**What to produce**
Could you copy out every line of the data where the word "RemoveContact" occurs?

____

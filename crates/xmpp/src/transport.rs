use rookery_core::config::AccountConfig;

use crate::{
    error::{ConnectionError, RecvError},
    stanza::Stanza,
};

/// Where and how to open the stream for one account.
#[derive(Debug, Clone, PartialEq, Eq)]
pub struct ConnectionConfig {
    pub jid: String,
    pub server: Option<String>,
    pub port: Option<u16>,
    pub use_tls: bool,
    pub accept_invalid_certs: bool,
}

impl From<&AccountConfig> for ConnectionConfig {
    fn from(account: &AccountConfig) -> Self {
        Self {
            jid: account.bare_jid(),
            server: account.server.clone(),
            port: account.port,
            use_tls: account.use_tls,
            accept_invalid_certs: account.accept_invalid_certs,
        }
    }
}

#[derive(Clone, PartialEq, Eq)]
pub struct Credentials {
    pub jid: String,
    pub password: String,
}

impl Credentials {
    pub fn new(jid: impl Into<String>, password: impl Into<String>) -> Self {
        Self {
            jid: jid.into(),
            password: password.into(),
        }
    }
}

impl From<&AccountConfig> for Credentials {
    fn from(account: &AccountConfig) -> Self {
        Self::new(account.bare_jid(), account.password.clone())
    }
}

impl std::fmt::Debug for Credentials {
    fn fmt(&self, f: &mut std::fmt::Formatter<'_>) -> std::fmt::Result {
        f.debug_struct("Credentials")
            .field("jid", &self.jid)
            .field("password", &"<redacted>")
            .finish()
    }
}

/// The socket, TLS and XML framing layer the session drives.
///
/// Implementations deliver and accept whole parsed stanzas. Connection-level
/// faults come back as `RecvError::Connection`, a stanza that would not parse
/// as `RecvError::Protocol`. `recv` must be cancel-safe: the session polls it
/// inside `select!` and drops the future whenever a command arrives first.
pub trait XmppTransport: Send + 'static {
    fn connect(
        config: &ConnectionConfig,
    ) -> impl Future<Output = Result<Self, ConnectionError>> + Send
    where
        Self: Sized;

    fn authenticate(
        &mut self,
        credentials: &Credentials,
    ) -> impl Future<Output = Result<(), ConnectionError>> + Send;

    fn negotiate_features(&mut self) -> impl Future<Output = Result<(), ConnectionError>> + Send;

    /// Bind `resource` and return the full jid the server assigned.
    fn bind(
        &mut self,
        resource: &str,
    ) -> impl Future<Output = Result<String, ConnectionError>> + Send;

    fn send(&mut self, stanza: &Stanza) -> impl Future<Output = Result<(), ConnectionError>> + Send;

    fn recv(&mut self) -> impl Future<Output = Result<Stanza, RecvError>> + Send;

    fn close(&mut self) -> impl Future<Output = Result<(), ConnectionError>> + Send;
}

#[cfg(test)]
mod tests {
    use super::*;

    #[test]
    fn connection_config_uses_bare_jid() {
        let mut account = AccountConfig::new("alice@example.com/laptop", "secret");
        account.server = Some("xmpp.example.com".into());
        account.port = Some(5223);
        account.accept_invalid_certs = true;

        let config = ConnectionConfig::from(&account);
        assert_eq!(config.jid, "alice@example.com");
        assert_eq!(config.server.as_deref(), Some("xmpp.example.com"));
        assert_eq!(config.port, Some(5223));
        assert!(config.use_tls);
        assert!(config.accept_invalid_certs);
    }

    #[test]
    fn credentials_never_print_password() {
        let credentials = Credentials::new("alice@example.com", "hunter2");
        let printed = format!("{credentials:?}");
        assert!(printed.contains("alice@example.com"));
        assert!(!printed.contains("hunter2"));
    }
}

____

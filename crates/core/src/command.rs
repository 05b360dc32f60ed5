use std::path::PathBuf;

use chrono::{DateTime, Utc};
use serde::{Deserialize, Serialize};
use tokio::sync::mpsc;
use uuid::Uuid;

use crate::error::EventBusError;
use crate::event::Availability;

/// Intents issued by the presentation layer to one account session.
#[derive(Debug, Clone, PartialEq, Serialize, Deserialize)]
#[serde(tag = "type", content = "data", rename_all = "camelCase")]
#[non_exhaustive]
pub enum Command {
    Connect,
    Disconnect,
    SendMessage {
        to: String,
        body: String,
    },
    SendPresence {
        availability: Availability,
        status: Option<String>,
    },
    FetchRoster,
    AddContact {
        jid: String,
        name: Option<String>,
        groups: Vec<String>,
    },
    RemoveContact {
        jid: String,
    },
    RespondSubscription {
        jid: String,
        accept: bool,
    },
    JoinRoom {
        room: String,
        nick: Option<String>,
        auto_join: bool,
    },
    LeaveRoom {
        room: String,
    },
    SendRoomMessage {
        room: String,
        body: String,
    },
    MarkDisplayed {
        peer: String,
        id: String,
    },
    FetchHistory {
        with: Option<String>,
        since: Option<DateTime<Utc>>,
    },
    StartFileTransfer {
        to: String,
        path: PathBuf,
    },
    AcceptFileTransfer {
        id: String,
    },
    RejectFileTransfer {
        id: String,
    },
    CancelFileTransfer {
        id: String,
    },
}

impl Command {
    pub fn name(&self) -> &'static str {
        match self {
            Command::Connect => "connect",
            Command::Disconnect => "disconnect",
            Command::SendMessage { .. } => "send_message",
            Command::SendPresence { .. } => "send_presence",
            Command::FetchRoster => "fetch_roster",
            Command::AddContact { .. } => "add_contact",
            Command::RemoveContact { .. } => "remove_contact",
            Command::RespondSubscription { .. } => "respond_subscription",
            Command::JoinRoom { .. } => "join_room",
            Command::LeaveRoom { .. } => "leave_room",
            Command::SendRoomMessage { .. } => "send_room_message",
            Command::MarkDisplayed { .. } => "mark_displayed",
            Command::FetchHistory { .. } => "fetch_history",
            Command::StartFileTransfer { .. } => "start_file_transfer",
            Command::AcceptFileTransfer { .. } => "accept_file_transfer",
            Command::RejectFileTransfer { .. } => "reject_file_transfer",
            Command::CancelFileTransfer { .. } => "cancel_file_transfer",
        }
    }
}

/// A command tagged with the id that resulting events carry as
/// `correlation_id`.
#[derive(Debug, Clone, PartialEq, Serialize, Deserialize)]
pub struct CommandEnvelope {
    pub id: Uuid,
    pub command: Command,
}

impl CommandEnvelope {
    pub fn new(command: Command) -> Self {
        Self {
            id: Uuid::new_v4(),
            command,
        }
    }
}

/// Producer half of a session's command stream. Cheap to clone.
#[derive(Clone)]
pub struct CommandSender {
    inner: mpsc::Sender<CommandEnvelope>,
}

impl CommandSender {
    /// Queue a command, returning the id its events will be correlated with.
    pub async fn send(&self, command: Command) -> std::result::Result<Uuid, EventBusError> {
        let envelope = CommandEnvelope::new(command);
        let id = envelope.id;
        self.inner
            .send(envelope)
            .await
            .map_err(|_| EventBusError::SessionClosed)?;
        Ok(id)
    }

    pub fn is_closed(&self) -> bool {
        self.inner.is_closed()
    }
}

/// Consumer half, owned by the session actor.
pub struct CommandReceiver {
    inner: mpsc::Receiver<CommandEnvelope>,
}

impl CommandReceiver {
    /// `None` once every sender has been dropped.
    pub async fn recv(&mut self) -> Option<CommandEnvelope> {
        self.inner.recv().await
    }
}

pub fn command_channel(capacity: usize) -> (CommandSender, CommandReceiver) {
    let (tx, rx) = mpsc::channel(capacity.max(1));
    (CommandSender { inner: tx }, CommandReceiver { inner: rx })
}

____

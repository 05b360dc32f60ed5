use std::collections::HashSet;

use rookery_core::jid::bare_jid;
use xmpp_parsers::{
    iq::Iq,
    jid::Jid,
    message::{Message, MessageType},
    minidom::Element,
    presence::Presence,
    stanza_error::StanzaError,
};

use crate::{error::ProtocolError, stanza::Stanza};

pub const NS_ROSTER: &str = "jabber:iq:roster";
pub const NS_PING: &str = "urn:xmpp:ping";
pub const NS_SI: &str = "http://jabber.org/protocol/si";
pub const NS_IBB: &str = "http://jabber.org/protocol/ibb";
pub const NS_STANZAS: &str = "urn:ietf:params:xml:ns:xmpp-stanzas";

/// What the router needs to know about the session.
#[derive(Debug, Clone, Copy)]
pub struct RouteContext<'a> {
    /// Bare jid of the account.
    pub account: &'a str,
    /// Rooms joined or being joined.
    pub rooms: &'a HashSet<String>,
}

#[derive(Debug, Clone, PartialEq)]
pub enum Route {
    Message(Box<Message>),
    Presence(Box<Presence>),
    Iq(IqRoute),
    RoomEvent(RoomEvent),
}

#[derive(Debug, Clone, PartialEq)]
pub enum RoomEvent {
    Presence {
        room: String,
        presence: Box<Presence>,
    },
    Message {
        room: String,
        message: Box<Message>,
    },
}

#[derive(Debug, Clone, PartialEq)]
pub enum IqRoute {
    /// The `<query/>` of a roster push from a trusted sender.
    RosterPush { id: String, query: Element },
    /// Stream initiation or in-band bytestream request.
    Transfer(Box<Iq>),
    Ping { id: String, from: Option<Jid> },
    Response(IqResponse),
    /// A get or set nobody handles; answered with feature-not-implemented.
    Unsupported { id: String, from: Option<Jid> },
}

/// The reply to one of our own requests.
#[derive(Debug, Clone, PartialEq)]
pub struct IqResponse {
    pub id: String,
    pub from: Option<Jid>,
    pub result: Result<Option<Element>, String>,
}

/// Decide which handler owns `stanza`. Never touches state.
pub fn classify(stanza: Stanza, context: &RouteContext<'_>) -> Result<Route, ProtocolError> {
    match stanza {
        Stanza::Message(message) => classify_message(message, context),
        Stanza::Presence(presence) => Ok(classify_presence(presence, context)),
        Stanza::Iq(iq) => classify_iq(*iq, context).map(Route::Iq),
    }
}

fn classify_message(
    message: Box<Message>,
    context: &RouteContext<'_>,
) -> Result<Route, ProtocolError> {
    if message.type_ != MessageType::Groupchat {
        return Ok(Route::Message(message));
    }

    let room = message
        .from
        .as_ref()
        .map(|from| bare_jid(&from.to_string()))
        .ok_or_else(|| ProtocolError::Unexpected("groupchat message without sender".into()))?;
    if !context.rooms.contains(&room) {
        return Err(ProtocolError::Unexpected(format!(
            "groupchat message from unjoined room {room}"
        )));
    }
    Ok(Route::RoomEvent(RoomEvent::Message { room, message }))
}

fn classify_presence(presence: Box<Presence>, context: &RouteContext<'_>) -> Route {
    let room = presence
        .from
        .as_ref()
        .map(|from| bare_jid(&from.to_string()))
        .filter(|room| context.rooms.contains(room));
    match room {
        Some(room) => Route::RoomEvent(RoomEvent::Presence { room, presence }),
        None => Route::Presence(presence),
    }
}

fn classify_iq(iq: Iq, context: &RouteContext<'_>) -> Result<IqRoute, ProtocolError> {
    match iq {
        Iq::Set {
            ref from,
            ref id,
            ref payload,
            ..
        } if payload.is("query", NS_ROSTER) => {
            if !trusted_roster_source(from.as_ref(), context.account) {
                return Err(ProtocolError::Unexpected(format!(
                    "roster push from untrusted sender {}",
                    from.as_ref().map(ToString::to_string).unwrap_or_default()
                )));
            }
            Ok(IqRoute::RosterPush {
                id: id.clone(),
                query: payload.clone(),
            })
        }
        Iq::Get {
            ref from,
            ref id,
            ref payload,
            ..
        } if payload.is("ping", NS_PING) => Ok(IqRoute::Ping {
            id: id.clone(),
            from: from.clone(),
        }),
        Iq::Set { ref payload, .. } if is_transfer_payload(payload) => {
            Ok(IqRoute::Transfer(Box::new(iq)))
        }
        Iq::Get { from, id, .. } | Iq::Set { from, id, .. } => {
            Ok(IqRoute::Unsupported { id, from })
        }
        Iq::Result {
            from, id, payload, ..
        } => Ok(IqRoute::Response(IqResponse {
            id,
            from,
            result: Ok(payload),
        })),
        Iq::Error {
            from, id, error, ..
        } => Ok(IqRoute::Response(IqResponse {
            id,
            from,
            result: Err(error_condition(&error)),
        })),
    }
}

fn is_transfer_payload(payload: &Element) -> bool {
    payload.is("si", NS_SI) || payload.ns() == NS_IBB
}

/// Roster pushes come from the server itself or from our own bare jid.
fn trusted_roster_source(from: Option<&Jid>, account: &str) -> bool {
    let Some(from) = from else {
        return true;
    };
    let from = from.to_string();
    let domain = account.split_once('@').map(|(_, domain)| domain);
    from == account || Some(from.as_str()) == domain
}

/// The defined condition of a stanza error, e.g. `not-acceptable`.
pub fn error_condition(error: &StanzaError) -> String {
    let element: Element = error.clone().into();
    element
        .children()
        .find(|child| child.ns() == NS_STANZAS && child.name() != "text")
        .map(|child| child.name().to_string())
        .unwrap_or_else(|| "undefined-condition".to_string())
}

____

**Response box**
    RemoveContact {
            Command::RemoveContact { .. } => "remove_contact",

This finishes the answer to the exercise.